**Directions for this task**
Find the line with "self.producer.slots() > 0" and the line with "pub fn command_channel(capacity: usize)" in the entries below; output exactly those two lines, every line between them, and no others.

**Data to examine**
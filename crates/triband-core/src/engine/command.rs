//! Lock-free command queue for engine control
//!
//! Parameter values travel through the atomic [`ParameterStore`]; the queue
//! carries the few operations that must happen on the audio thread between
//! blocks, such as clearing filter state or switching sample rate.
//!
//! The `rtrb` ringbuffer is allocated once at startup and both push and pop
//! are wait-free, so the audio thread never blocks on the control thread.
//!
//! # Usage
//!
//! ```ignore
//! let (mut tx, mut rx) = command_channel(COMMAND_QUEUE_CAPACITY);
//!
//! // Control thread
//! tx.send(EngineCommand::SetSampleRate(44100)).ok();
//!
//! // Audio thread, before processing a block
//! engine.process_commands(&mut rx);
//! ```
//!
//! [`ParameterStore`]: crate::params::ParameterStore

/// Commands sent from the control thread to the audio thread
///
/// Commands are applied at block boundaries, never mid-block.
#[derive(Debug, Clone, Copy, PartialEq)]
pub enum EngineCommand {
    /// Clear filter, envelope and ramp state
    Reset,
    /// Switch to a new sample rate (resets all state)
    SetSampleRate(u32),
    /// Change the trim ramp duration in seconds
    SetTrimRamp(f32),
}

/// Capacity of the command queue
pub const COMMAND_QUEUE_CAPACITY: usize = 64;

/// Sending half of the command queue, owned by the control thread
pub struct CommandSender {
    producer: rtrb::Producer<EngineCommand>,
}

impl CommandSender {
    /// Queue a command (non-blocking)
    ///
    /// Returns `Err(cmd)` with the command if the queue is full.
    pub fn send(&mut self, cmd: EngineCommand) -> Result<(), EngineCommand> {
        self.producer.push(cmd).map_err(|e| match e {
            rtrb::PushError::Full(value) => value,
        })
    }

    /// Check if the queue has space for more commands
    pub fn has_space(&self) -> bool {
        self.producer.slots() > 0
    }
}

/// Create a command channel
///
/// Returns the sender for the control thread and the consumer the engine
/// drains in [`SignalEngine::process_commands`].
///
/// [`SignalEngine::process_commands`]: super::SignalEngine::process_commands
pub fn command_channel(capacity: usize) -> (CommandSender, rtrb::Consumer<EngineCommand>) {
    let (producer, consumer) = rtrb::RingBuffer::new(capacity.max(1));
    (CommandSender { producer }, consumer)
}

#[cfg(test)]
mod tests {
    use super::*;

    #[test]
    fn test_command_channel_roundtrip() {
        let (mut tx, mut rx) = command_channel(4);

        tx.send(EngineCommand::SetSampleRate(44100)).unwrap();
        tx.send(EngineCommand::Reset).unwrap();

        assert_eq!(rx.pop().unwrap(), EngineCommand::SetSampleRate(44100));
        assert_eq!(rx.pop().unwrap(), EngineCommand::Reset);
        assert!(rx.pop().is_err());
    }

    #[test]
    fn test_full_queue_returns_command() {
        let (mut tx, _rx) = command_channel(1);

        tx.send(EngineCommand::Reset).unwrap();
        assert!(!tx.has_space());
        assert_eq!(
            tx.send(EngineCommand::SetTrimRamp(0.1)),
            Err(EngineCommand::SetTrimRamp(0.1))
        );
    }
}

**Written answer**
        self.producer.slots() > 0
    }
}

/// Create a command channel
///
/// Returns the sender for the control thread and the consumer the engine
/// drains in [`SignalEngine::process_commands`].
///
/// [`SignalEngine::process_commands`]: super::SignalEngine::process_commands
pub fn command_channel(capacity: usize) -> (CommandSender, rtrb::Consumer<EngineCommand>) {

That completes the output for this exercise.